21 ↗(On Diff #26718)

no need for the statsd decorator for this not implemented method

32 ↗(On Diff #26718)

does it make sense to instantiate a CoreSWHID just for this? @vlorentz what do you think?

41 ↗(On Diff #26718)

same as above

aeviso added inline comments.
setup.py
54 ↗(On Diff #26718)

This is done on tox.ini

swh/provenance/swhgraph/archive.py
19 ↗(On Diff #26718)

Probably, but that's beyond the scope of the current dif

21 ↗(On Diff #26718)

It doesn't hurt either, and it's already there for when the method gets actually implemented (when path labels become available in the graph)

32 ↗(On Diff #26718)

I don't see the problem with this. It's just a matter of not duplication the SWHID calculation logic

tox.ini
7 ↗(On Diff #26718)

I followed the way it is done in swh-vault

aeviso marked 5 inline comments as done.

rebase

Build is green

Patch application report for D6990 (id=26760)

Rebasing onto 8feeadaea1...

Current branch diff-target is up to date.
Changes applied before test
commit b99be599fd2ba0afcd2ef346cf7e709af39c4edf
Author: Andres Ezequiel Viso <aeviso@softwareheritage.org>
Date:   Thu Jan 20 16:08:32 2022 +0100

    Add partial implementation of `ArchiveGraph` class

commit 451518ab25173bbe73711055ccc305a95f3cdb23
Author: Andres Ezequiel Viso <aeviso@softwareheritage.org>
Date:   Thu Jan 20 15:35:43 2022 +0100

    Remove ordered result constrain from `snapshot_get_heads`
    
    It is not require anymore after simplifying the origin-revision
    layer algorithm.

See https://jenkins.softwareheritage.org/job/DPROV/job/tests-on-diff/585/ for more details.

setup.py
54 ↗(On Diff #26718)

I agree with david here. the testing extra should be enough to run all tests; and that's how we do it elsewhere.

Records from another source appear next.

pub mod admin;
pub mod confirm;
pub mod dashboard;
pub mod home;
pub mod login;
pub mod profile;
pub mod signup;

tox.ini is just the current convenience we use for the main CI, but is not used everywhere.

aeviso added inline comments.
setup.py
54 ↗(On Diff #26718)

OK, then I guess you also want to refactor that in the vault: https://forge.softwareheritage.org/source/swh-vault/browse/master/setup.py$53

aeviso marked an inline comment as done.

rebase

Build is green

Patch application report for D6990 (id=26936)

Rebasing onto 8feeadaea1...

Current branch diff-target is up to date.
Changes applied before test
commit 16723f8be4f10c5f0330418a2a9c186fd306f478
Author: Andres Ezequiel Viso <aeviso@softwareheritage.org>
Date:   Thu Jan 20 16:08:32 2022 +0100

    Add partial implementation of `ArchiveGraph` class

commit 451518ab25173bbe73711055ccc305a95f3cdb23
Author: Andres Ezequiel Viso <aeviso@softwareheritage.org>
Date:   Thu Jan 20 15:35:43 2022 +0100

    Remove ordered result constrain from `snapshot_get_heads`
    
    It is not require anymore after simplifying the origin-revision
    layer algorithm.

See https://jenkins.softwareheritage.org/job/DPROV/job/tests-on-diff/586/ for more details.

This revision is now accepted and ready to land.Mar 29 2022, 11:31 AM
setup.py
54 ↗(On Diff #26718)

no, because swh-vault tests can run without the graph; but swh-provenance's can't.